The CED Clinic (CEDC) is ideal for students who are interested in using law creatively to combat structural inequalities in New York City and beyond.
Student interns learn a range of lawyering skills – collaborative problem solving, interviewing and counseling, negotiation, transactional drafting, and oral advocacy – through representation of groups like worker-owned cooperatives, community land trusts, tenant unions, and grassroots nonprofits and coalitions. Through the seminar component of the CEDC, students situate their work in the political economy of racial capitalism, with an emphasis on how to strategically deploy law in support of organizing efforts for social change.

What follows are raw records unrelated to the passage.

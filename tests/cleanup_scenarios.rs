mod common;

use std::sync::Arc;

use cleaner::model::{CandidateKind, LastVersions, VersionNumber, VersionStatus};
use cleaner::testing::{InMemoryContentStore, RecordingIndex};
use cleaner::{CleanupError, CleanupMode, DeletionEvent, DeletionKind, Phase, PreviewCleaner};
use common::{Harness, add_content_with_previews, config};

fn add_roots(harness: &Harness, prefix: &str, ids: &[i64]) {
    for id in ids {
        harness
            .store
            .add_content(*id - 9, &format!("{prefix}/doc{id}.docx"));
        harness
            .store
            .add_folder(*id, &format!("{prefix}/doc{id}.docx/Previews"));
    }
}

#[tokio::test]
async fn test_all_versions_pages_through_scoped_roots() {
    let harness = Harness::new();
    add_roots(&harness, "/site/docs", &[10, 11, 12, 13]);
    for id in [10, 11, 12, 13] {
        harness.store.add_folder(
            id + 10,
            &format!("/site/docs/doc{id}.docx/Previews/V1.0.A"),
        );
    }
    harness
        .store
        .add_folder(40, "/site/other/x.docx/Previews");

    let mut config = config(CleanupMode::AllVersions, 0);
    config.path = Some("/site/docs/".to_string());
    config.block_size = 2;

    let report = harness.cleaner(config).execute().await.unwrap();

    let folders = report.phase(Phase::DeleteFolders).unwrap();
    assert_eq!(folders.pages, 2);
    assert_eq!(folders.deleted, 4);
    assert_eq!(report.deleted(), 4);
    assert!(report.phase(Phase::DeleteImages).is_none());
    assert_eq!(report.metrics.folders_deleted, 4);

    assert_eq!(harness.store.deleted_ids(), vec![10, 11, 12, 13]);
    assert!(!harness.store.contains(20), "subtree goes with its root");
    assert!(harness.store.contains(40), "outside the scope");

    let loads = harness.store.loads();
    let cursors: Vec<_> = loads
        .iter()
        .filter(|q| q.kind == CandidateKind::PreviewRoots)
        .map(|q| q.min_id)
        .collect();
    assert_eq!(cursors, vec![0, 11, 13]);
    assert!(loads.iter().all(|q| q.page_size == 2));
    assert!(
        loads
            .iter()
            .all(|q| q.path_prefix.as_deref() == Some("/site/docs"))
    );

    let batches = harness.index.batches();
    assert_eq!(batches.len(), 2);
    assert_eq!(batches[0].len(), 4);
    let mut removed = harness.index.removed_paths();
    removed.sort();
    assert_eq!(
        removed,
        vec![
            "/site/docs/doc10.docx/Previews",
            "/site/docs/doc11.docx/Previews",
            "/site/docs/doc12.docx/Previews",
            "/site/docs/doc13.docx/Previews",
        ]
    );

    let mut announced = harness.listener.ids(DeletionKind::Folder);
    announced.sort_unstable();
    assert_eq!(announced, vec![10, 11, 12, 13]);
}

fn add_versioned_content(harness: &Harness, tags: &[(i64, &str)]) {
    let store = &harness.store;
    store.add_content(1, "/Root/doc.docx");
    store.add_folder(2, "/Root/doc.docx/Previews");
    for (id, tag) in tags {
        store.add_folder(*id, &format!("/Root/doc.docx/Previews/{tag}"));
        store.add_image(
            id + 10,
            &format!("/Root/doc.docx/Previews/{tag}/preview1.png"),
            1,
        );
    }
    store.set_last_versions(
        "/Root/doc.docx",
        LastVersions {
            major: Some(VersionNumber::new(2, 0, VersionStatus::Approved)),
            minor: Some(VersionNumber::new(1, 1, VersionStatus::Approved)),
        },
    );
}

#[tokio::test]
async fn test_keep_last_versions_keeps_current_and_locked() {
    let harness = Harness::new();
    add_versioned_content(&harness, &[(3, "V1.0.L"), (4, "V1.1"), (5, "V2.0.A")]);

    let report = harness
        .cleaner(config(CleanupMode::KeepLastVersions, 0))
        .execute()
        .await
        .unwrap();

    assert_eq!(report.deleted(), 0);
    // the Previews root is not a version folder
    assert_eq!(report.phase(Phase::DeleteFolders).unwrap().retained, 4);
    assert!(harness.store.deleted_ids().is_empty());
    assert!(harness.index.batches().is_empty());
    assert_eq!(harness.store.version_lookups(), 1);
}

#[tokio::test]
async fn test_keep_last_versions_deletes_outdated_versions() {
    let harness = Harness::new();
    add_versioned_content(
        &harness,
        &[(3, "V1.0.L"), (4, "V1.1.A"), (5, "V2.0.A"), (6, "V1.0.A")],
    );

    let report = harness
        .cleaner(config(CleanupMode::KeepLastVersions, 0))
        .execute()
        .await
        .unwrap();

    assert_eq!(harness.store.deleted_ids(), vec![6]);
    assert!(!harness.store.contains(16));
    assert_eq!(report.phase(Phase::DeleteFolders).unwrap().deleted, 1);
    assert_eq!(
        harness.index.removed_paths(),
        vec!["/Root/doc.docx/Previews/V1.0.A"]
    );
    assert_eq!(
        harness.listener.events(),
        vec![DeletionEvent {
            kind: DeletionKind::Folder,
            node_id: 6
        }]
    );
}

#[tokio::test]
async fn test_version_cache_lives_for_one_run() {
    let harness = Harness::new();
    add_versioned_content(&harness, &[(4, "V1.1.A"), (5, "V2.0.A")]);
    let cleaner = harness.cleaner(config(CleanupMode::KeepLastVersions, 0));

    cleaner.execute().await.unwrap();
    cleaner.execute().await.unwrap();

    assert_eq!(harness.store.version_lookups(), 2);
}

#[tokio::test]
async fn test_image_trimming_keeps_low_indexes() {
    let harness = Harness::new();
    let store = &harness.store;
    store.add_content(1, "/Root/a.docx");
    store.add_folder(2, "/Root/a.docx/Previews");
    store.add_folder(3, "/Root/a.docx/Previews/V1.0.A");
    for index in 1..=4 {
        store.add_image(
            3 + index as i64,
            &format!("/Root/a.docx/Previews/V1.0.A/preview{index}.png"),
            index,
        );
    }

    let report = harness
        .cleaner(config(CleanupMode::AllVersions, 2))
        .execute()
        .await
        .unwrap();

    assert_eq!(store.deleted_ids(), vec![6, 7]);
    assert!(report.phase(Phase::DeleteFolders).is_none());
    assert_eq!(report.phase(Phase::DeleteImages).unwrap().deleted, 2);
    assert_eq!(report.metrics.images_deleted, 2);

    let mut images = harness.listener.ids(DeletionKind::Image);
    images.sort_unstable();
    assert_eq!(images, vec![6, 7]);
    assert!(harness.listener.ids(DeletionKind::Folder).is_empty());

    assert!(store.loads().iter().all(|q| matches!(
        q.kind,
        CandidateKind::PreviewImages | CandidateKind::EmptyFolders
    )));
    assert!(
        store
            .loads()
            .iter()
            .filter(|q| q.kind == CandidateKind::PreviewImages)
            .all(|q| q.index_threshold == Some(2))
    );
    assert_eq!(harness.index.removed_paths().len(), 2);
}

#[tokio::test]
async fn test_folders_emptied_by_image_trimming_are_swept() {
    let harness = Harness::new();
    let store = &harness.store;
    store.add_content(1, "/Root/a.docx");
    store.add_folder(2, "/Root/a.docx/Previews");
    store.add_folder(3, "/Root/a.docx/Previews/V1.0.A");
    store.add_image(4, "/Root/a.docx/Previews/V1.0.A/preview3.png", 3);
    store.add_image(5, "/Root/a.docx/Previews/V1.0.A/preview5.png", 5);

    let report = harness
        .cleaner(config(CleanupMode::AllVersions, 2))
        .execute()
        .await
        .unwrap();

    assert_eq!(store.deleted_ids(), vec![3, 4, 5]);
    assert_eq!(report.phase(Phase::DeleteEmptyFolders).unwrap().deleted, 1);
    // lower id than the folder it contained, so not revisited in this run
    assert!(store.contains(2));
}

#[tokio::test]
async fn test_empty_folders_only_skips_folder_and_image_phases() {
    let harness = Harness::new();
    let store = &harness.store;
    store.add_content(1, "/Root/a.docx");
    store.add_folder(2, "/Root/a.docx/Previews");
    store.add_folder(3, "/Root/a.docx/Previews/V1.0.A");
    store.add_folder(4, "/Root/a.docx/Previews/V2.0.A");
    store.add_image(5, "/Root/a.docx/Previews/V2.0.A/preview9.png", 9);

    let report = harness
        .cleaner(config(CleanupMode::EmptyFoldersOnly, 1))
        .execute()
        .await
        .unwrap();

    assert_eq!(
        report.phases.iter().map(|p| p.phase).collect::<Vec<_>>(),
        vec![Phase::DeleteEmptyFolders]
    );
    assert_eq!(store.deleted_ids(), vec![3]);
    assert!(
        store
            .loads()
            .iter()
            .all(|q| q.kind == CandidateKind::EmptyFolders)
    );
}

#[tokio::test]
async fn test_failed_deletion_does_not_stop_the_run() {
    let harness = Harness::new();
    add_roots(&harness, "/Root", &[10, 11, 12, 13]);
    harness.store.fail_deletes(11, u32::MAX);

    let report = harness
        .cleaner(config(CleanupMode::AllVersions, 0))
        .execute()
        .await
        .unwrap();

    let folders = report.phase(Phase::DeleteFolders).unwrap();
    assert_eq!(folders.deleted, 3);
    assert_eq!(folders.failed, 1);
    assert!(harness.store.contains(11));
    assert!(
        !harness
            .index
            .removed_paths()
            .iter()
            .any(|p| p.contains("doc11"))
    );
    assert!(!harness.listener.ids(DeletionKind::Folder).contains(&11));
}

#[tokio::test]
async fn test_index_failure_aborts_the_run() {
    let harness = Harness::new();
    add_roots(&harness, "/Root", &[10, 11, 12, 13]);
    harness.index.fail_writes();

    let mut config = config(CleanupMode::AllVersions, 0);
    config.block_size = 2;

    let result = harness.cleaner(config).execute().await;

    assert!(matches!(result, Err(CleanupError::Index(_))));
    assert_eq!(harness.index.attempts(), 1);
    assert_eq!(harness.store.loads().len(), 1, "no page after the failure");
    assert_eq!(harness.store.deleted_ids(), vec![10, 11]);
}

#[tokio::test]
async fn test_unresolvable_types_fail_before_any_phase() {
    let store = Arc::new(InMemoryContentStore::without_types());
    let index = Arc::new(RecordingIndex::new());

    let result = PreviewCleaner::resolve(
        config(CleanupMode::AllVersions, 0),
        store.clone(),
        index.clone(),
    )
    .await;

    assert!(matches!(result, Err(CleanupError::Configuration(_))));
    assert!(store.loads().is_empty());
}

#[tokio::test]
async fn test_resolved_cleaner_runs() {
    let harness = Harness::new();
    add_content_with_previews(&harness.store, 1, "/Root/a.docx", "V1.0.A");

    let cleaner = PreviewCleaner::resolve(
        config(CleanupMode::AllVersions, 0),
        harness.store.clone(),
        harness.index.clone(),
    )
    .await
    .unwrap();
    cleaner.execute().await.unwrap();

    assert_eq!(harness.store.node_ids(), vec![1]);
}

#[tokio::test]
async fn test_exhausted_load_marks_phase_inconclusive() {
    let harness = Harness::new();
    add_roots(&harness, "/Root", &[10, 11]);
    harness.store.fail_next_loads(3);

    let report = harness
        .cleaner(config(CleanupMode::AllVersions, 0))
        .execute()
        .await
        .unwrap();

    let folders = report.phase(Phase::DeleteFolders).unwrap();
    assert!(folders.inconclusive);
    assert_eq!(folders.deleted, 0);
    assert!(!report.is_conclusive());
    assert_eq!(report.metrics.load_exhaustions, 1);
    // the empty-folder sweep still ran and found the childless roots
    assert_eq!(report.phase(Phase::DeleteEmptyFolders).unwrap().deleted, 2);
}

#[tokio::test]
async fn test_exhausted_load_can_abort_the_run() {
    let harness = Harness::new();
    add_roots(&harness, "/Root", &[10, 11]);
    harness.store.fail_next_loads(3);

    let mut config = config(CleanupMode::AllVersions, 0);
    config.fail_on_inconclusive_load = true;

    let result = harness.cleaner(config).execute().await;

    match result {
        Err(CleanupError::InconclusiveLoad { phase, after_id }) => {
            assert_eq!(phase, "delete_folders");
            assert_eq!(after_id, 0);
        }
        other => panic!("unexpected result: {other:?}"),
    }
    assert!(harness.store.deleted_ids().is_empty());
}

#[tokio::test]
async fn test_dry_run_leaves_repository_and_index_untouched() {
    let harness = Harness::new();
    add_roots(&harness, "/Root", &[10, 11]);

    let mut config = config(CleanupMode::AllVersions, 0);
    config.dry_run = true;

    let report = harness.cleaner(config).execute().await.unwrap();

    assert_eq!(report.phase(Phase::DeleteFolders).unwrap().dry_run, 2);
    assert_eq!(report.deleted(), 0);
    assert!(harness.store.deleted_ids().is_empty());
    assert!(harness.index.batches().is_empty());
    assert!(harness.listener.events().is_empty());
}

#[tokio::test]
async fn test_events_can_be_consumed_from_a_channel() {
    let harness = Harness::new();
    add_roots(&harness, "/Root", &[10, 11]);
    let (tx, mut rx) = tokio::sync::mpsc::unbounded_channel();

    let cleaner = harness
        .cleaner(config(CleanupMode::AllVersions, 0))
        .with_listener(Arc::new(tx));
    cleaner.execute().await.unwrap();
    drop(cleaner);

    let mut ids = Vec::new();
    while let Some(event) = rx.recv().await {
        assert_eq!(event.kind, DeletionKind::Folder);
        ids.push(event.node_id);
    }
    ids.sort_unstable();
    assert_eq!(ids, vec![10, 11]);
}

#[tokio::test]
async fn test_relative_scope_is_rejected() {
    let harness = Harness::new();
    let mut config = config(CleanupMode::AllVersions, 0);
    config.path = Some("Root/Sites".to_string());

    let result = harness.cleaner(config).execute().await;

    assert!(matches!(result, Err(CleanupError::Configuration(_))));
    assert!(harness.store.loads().is_empty());
}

The work of the CEDC is organized around two main practice areas:
Economic Democracy
The CEDC focuses on workplace democracy and the redistribution of wealth and power in New York City, through an abolitionist democratic lens. We work with community-led institutions in historically plundered neighborhoods on reparative social equity measures, including the transition to just marijuana policies and health justice initiatives that address the social determinants of health.
Student interns in the economic democracy practice area work collaboratively with worker cooperatives, community land trusts, credit unions, not-for-profits, and movements for racial and economic justice on a range of legal issues, including entity-type counseling, legal formation, governance, contracts, tax exemption, employment, and other organizational operational issues.
Anti-Displacement
The CEDC provides legal support to tenant organizations that are fighting for enhanced protections for renters, including good cause eviction and collective bargaining rights for tenant unions. CEDC student interns also assist tenant associations in litigation for repairs and against landlord harassment and abandonment.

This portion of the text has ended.